ROANOKE TIMES

                         Roanoke Times
                 Copyright (c) 1995, Landmark Communications, Inc.

DATE: MONDAY, March 30, 1992                   TAG: 9203300039
SECTION: NATIONAL/INTERNATIONAL                    PAGE: B6   EDITION: METRO 
SOURCE: Associated Press
DATELINE: WASHINGTON                                LENGTH: Medium


FOLEY: NO ONE'S ASKED ME TO RESIGN OVER SCANDALS

House Speaker Thomas Foley said Sunday that no one has asked him to step down because of recent irregularities at the House bank and post office. He also said he intends to seek re-election as speaker.

Appearing on CBS-TV's "Face the Nation," the Washington Democrat denied a report in The New York Times that House officials interfered with an investigation of the post office.

He said he plans this week to appoint a high-ranking career postal employee to take over the House's post office, succeeding Robert V. Rota, who resigned last week.

House sources said Saturday that Foley may act as early as Tuesday to name Michael Shinay, executive assistant to the U.S. postmaster general.

Foley also said he's asking appropriations subcommittee chairmen to review the perquisites of not only members of Congress but also those of officials of the executive branch to ensure they are appropriate.

Foley acknowledged there have been "a lot of rumors" on Capitol Hill that he has been asked to resign.

"None of them is true," he said. "Not a single person has approached me privately about stepping down."

Asked if he intended to be a candidate for speaker again in the next Congress, which will meet in January, he said: "Yes, I do."

Foley, a member of the House since 1965, was elected speaker in 1989 after Jim Wright of Texas resigned. Like all members of the House, Foley must face re-election in November.

Some members of Congress have reportedly grumbled that Foley didn't act aggressively enough to deal with irregularities at the post office and the bank, which allowed members to overdraw their accounts.

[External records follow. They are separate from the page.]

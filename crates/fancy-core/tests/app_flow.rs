use chrono::Utc;
use fancy_core::persist::{FileKv, load_state, save_state};
use fancy_core::task::{TimeSlot, ViewMode};
use fancy_core::view;
use tempfile::tempdir;

#[test]
fn first_launch_seeds_then_round_trips_mutations() {
    let temp = tempdir().expect("tempdir");
    let mut kv = FileKv::open(temp.path()).expect("open kv store");
    let now = Utc::now();

    // Empty data directory bootstraps the sample set.
    let mut store = load_state(&kv, now);
    assert_eq!(store.tasks().len(), 5);
    assert_eq!(store.categories().len(), 5);
    assert_eq!(store.active_category(), "today");
    assert_eq!(store.view_mode(), ViewMode::Tasks);

    store.set_active_category("work");
    let slot = TimeSlot {
        date: chrono::NaiveDate::from_ymd_opt(2026, 9, 1).expect("valid date"),
        start_time: "09:00".to_string(),
        end_time: "11:00".to_string(),
    };
    let id = store
        .create_task(
            "# Sprint review\n\nCollect the demo links",
            None,
            Some(slot),
            now,
        )
        .expect("task created")
        .id
        .clone();
    assert!(store.toggle_completion(&id));

    assert!(store.take_dirty());
    save_state(&mut kv, &store);

    let reloaded = load_state(&kv, now);
    assert_eq!(reloaded.tasks(), store.tasks());
    assert_eq!(reloaded.categories(), store.categories());
    assert_eq!(reloaded.active_category(), "work");

    let added = reloaded
        .tasks()
        .iter()
        .find(|task| task.id == id)
        .expect("added task survives reload");
    assert!(added.completed);
    assert_eq!(added.category, "work");
    assert_eq!(
        added.scheduled_time.as_ref().map(|s| s.range_label()),
        Some("09:00 - 11:00".to_string())
    );
}

#[test]
fn derived_views_track_the_persisted_store() {
    let temp = tempdir().expect("tempdir");
    let mut kv = FileKv::open(temp.path()).expect("open kv store");
    let now = Utc::now();

    let mut store = load_state(&kv, now);
    store.set_active_category("work");
    store
        .create_task("Draft the quarterly report", None, None, now)
        .expect("task created");
    store.set_view_mode(ViewMode::Dashboard);
    save_state(&mut kv, &store);

    let reloaded = load_state(&kv, now);
    assert_eq!(reloaded.view_mode(), ViewMode::Dashboard);

    let filtered = view::filtered_tasks(reloaded.tasks(), "work", "quarterly");
    assert_eq!(filtered.len(), 1);
    assert_eq!(filtered[0].title(), "Draft the quarterly report");

    let today = fancy_core::datetime::app_date(now);
    let stats = view::stats(reloaded.tasks(), today);
    assert_eq!(stats.total, 6);
    assert_eq!(stats.pending + stats.completed + stats.in_progress, stats.total);

    // The new task got a default now-to-now+1h slot, so it shows up in
    // the calendar cell for its start hour.
    let hour = fancy_core::datetime::app_hour(now);
    let in_slot = view::tasks_for_time_slot(reloaded.tasks(), hour, today);
    assert!(
        in_slot
            .iter()
            .any(|task| task.title() == "Draft the quarterly report")
    );
}
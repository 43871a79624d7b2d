use chrono::{Duration, NaiveDate};

use crate::datetime;
use crate::task::Task;

/// Pseudo-category selecting completed tasks regardless of their actual
/// category.
pub const COMPLETED_CATEGORY: &str = "completed";

pub const HISTOGRAM_DAYS: u32 = 7;

#[derive(Debug, Clone, Copy, PartialEq, Eq)]
pub struct DayCount {
    pub day: NaiveDate,
    pub count: usize,
}

#[derive(Debug, Clone, Copy, PartialEq, Eq)]
pub struct Stats {
    pub total: usize,
    pub completed: usize,
    pub in_progress: usize,
    pub pending: usize,
    pub scheduled_hours: i64,
}

pub fn filtered_tasks<'a>(
    tasks: &'a [Task],
    active_category: &str,
    search_query: &str,
) -> Vec<&'a Task> {
    let query = search_query.to_lowercase();
    tasks
        .iter()
        .filter(|task| {
            if active_category == COMPLETED_CATEGORY {
                task.completed
            } else {
                task.category == active_category
            }
        })
        .filter(|task| query.is_empty() || task.text.to_lowercase().contains(&query))
        .collect()
}

pub fn tasks_for_time_slot<'a>(tasks: &'a [Task], hour: u32, day: NaiveDate) -> Vec<&'a Task> {
    tasks
        .iter()
        .filter(|task| {
            task.scheduled_time
                .as_ref()
                .is_some_and(|slot| slot.date == day && slot.start_hour() == Some(hour))
        })
        .collect()
}

/// Task counts for the trailing window, oldest day first. A task lands
/// on its schedule date when it has one, otherwise on the day it was
/// created.
pub fn daily_histogram(tasks: &[Task], today: NaiveDate, window_days: u32) -> Vec<DayCount> {
    (0..window_days)
        .map(|offset| {
            let back = i64::from(window_days - 1 - offset);
            let day = today
                .checked_sub_signed(Duration::days(back))
                .unwrap_or(today);
            let count = tasks.iter().filter(|t| effective_date(t) == day).count();
            DayCount { day, count }
        })
        .collect()
}

pub fn stats(tasks: &[Task], today: NaiveDate) -> Stats {
    let total = tasks.len();
    let completed = tasks.iter().filter(|t| t.completed).count();
    let in_progress = tasks
        .iter()
        .filter(|t| !t.completed)
        .filter(|t| {
            t.scheduled_time
                .as_ref()
                .is_some_and(|slot| slot.date <= today)
        })
        .count();
    let pending = total - completed - in_progress;

    // End-before-start slots subtract hours on purpose; a slot whose
    // hour strings do not parse contributes nothing.
    let scheduled_hours = tasks
        .iter()
        .filter_map(|t| t.scheduled_time.as_ref())
        .filter_map(|slot| Some(i64::from(slot.end_hour()?) - i64::from(slot.start_hour()?)))
        .sum();

    Stats {
        total,
        completed,
        in_progress,
        pending,
        scheduled_hours,
    }
}

pub fn category_task_count(tasks: &[Task], category_id: &str) -> usize {
    if category_id == COMPLETED_CATEGORY {
        tasks.iter().filter(|t| t.completed).count()
    } else {
        tasks.iter().filter(|t| t.category == category_id).count()
    }
}

fn effective_date(task: &Task) -> NaiveDate {
    match &task.scheduled_time {
        Some(slot) => slot.date,
        None => datetime::app_date(task.created_at),
    }
}
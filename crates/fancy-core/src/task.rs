use std::sync::OnceLock;

use chrono::{DateTime, NaiveDate, Utc};
use regex::Regex;
use serde::{Deserialize, Serialize};
use uuid::Uuid;

#[derive(Debug, Clone, Copy, PartialEq, Eq, Serialize, Deserialize, Default)]
#[serde(rename_all = "lowercase")]
pub enum ViewMode {
    #[default]
    Tasks,
    Calendar,
    Dashboard,
}

impl ViewMode {
    pub fn parse(token: &str) -> Option<Self> {
        match token.trim().to_ascii_lowercase().as_str() {
            "tasks" => Some(Self::Tasks),
            "calendar" => Some(Self::Calendar),
            "dashboard" => Some(Self::Dashboard),
            _ => None,
        }
    }

    pub fn as_str(&self) -> &'static str {
        match self {
            Self::Tasks => "tasks",
            Self::Calendar => "calendar",
            Self::Dashboard => "dashboard",
        }
    }
}

#[derive(Debug, Clone, PartialEq, Eq, Serialize, Deserialize)]
#[serde(rename_all = "camelCase")]
pub struct TimeSlot {
    pub date: NaiveDate,
    pub start_time: String,
    pub end_time: String,
}

impl TimeSlot {
    pub fn start_hour(&self) -> Option<u32> {
        hour_component(&self.start_time)
    }

    pub fn end_hour(&self) -> Option<u32> {
        hour_component(&self.end_time)
    }

    pub fn range_label(&self) -> String {
        format!("{} - {}", self.start_time, self.end_time)
    }
}

fn hour_component(time: &str) -> Option<u32> {
    time.split(':').next()?.trim().parse().ok()
}

#[derive(Debug, Clone, PartialEq, Eq, Serialize, Deserialize)]
pub struct Category {
    pub id: String,
    pub name: String,
    pub icon: String,
}

#[derive(Debug, Clone, PartialEq, Eq, Serialize, Deserialize)]
#[serde(rename_all = "camelCase")]
pub struct Task {
    pub id: String,
    pub text: String,
    pub completed: bool,
    pub category: String,
    pub created_at: DateTime<Utc>,
    #[serde(default, skip_serializing_if = "Option::is_none")]
    pub scheduled_time: Option<TimeSlot>,
}

impl Task {
    pub fn new(
        text: String,
        category: String,
        scheduled_time: Option<TimeSlot>,
        now: DateTime<Utc>,
    ) -> Self {
        Self {
            id: Uuid::new_v4().to_string(),
            text,
            completed: false,
            category,
            created_at: now,
            scheduled_time,
        }
    }

    // Heading markers are stripped only when followed by whitespace, so
    // "#tag" stays intact while "## Q4 Budget" becomes "Q4 Budget".
    pub fn title(&self) -> String {
        static TITLE_RE: OnceLock<Option<Regex>> = OnceLock::new();
        let first_line = self.text.lines().next().unwrap_or_default();
        match TITLE_RE.get_or_init(|| Regex::new(r"^#+\s").ok()) {
            Some(re) => re.replace(first_line, "").into_owned(),
            None => first_line.to_string(),
        }
    }

    pub fn has_body(&self) -> bool {
        self.text.contains(['\n', '#', '*', '-', '>', '`'])
    }
}

pub fn category_slug(name: &str) -> String {
    static WS_RE: OnceLock<Option<Regex>> = OnceLock::new();
    let lowered = name.to_lowercase();
    match WS_RE.get_or_init(|| Regex::new(r"\s+").ok()) {
        Some(re) => re.replace_all(&lowered, "-").into_owned(),
        None => lowered,
    }
}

The Times reported in Sunday's editions that a federal grand jury looking into wrongdoing at the post office has focused on a one-month period last summer when top House officials intervened to keep the Capitol police from investigating possible embezzlements.

"That is not true," Foley said. "We cooperated in every way with the investigation of the post office."

Discussing the perks that have caused much consternation among voters, Foley said, "We're going to see to it that no member of Congress, either party, has any perquisites of office except those that are necessary to do the job."

He added that, "in fairness, we need to look at the executive branch as well," noting that some low-ranking officials use government limousines for trips to Capitol Hill.

Secretary of Defense Dick Cheney said on NBC-TV's "Meet the Press" that he expects the management of Congress to be an issue in the presidential election.

"The president's got a long list of items he can cite as to why Congress ought to be fundamentally changed and only a small portion of that, I think turns on the question of the House bank," Cheney said.

He said he didn't think the issue had been neutralized by his own acknowledgement that he unknowingly had overdrafts at the House bank when he was a member of Congress.

Sen. Warren Rudman, R-N.H., who has said he won't seek re-election, said on ABC-TV's "This Week with David Brinkley" that he opposes term limitations for members of Congress, partly because "it would lead to . . . an aristocracy of the staffs around here, which already have too much power."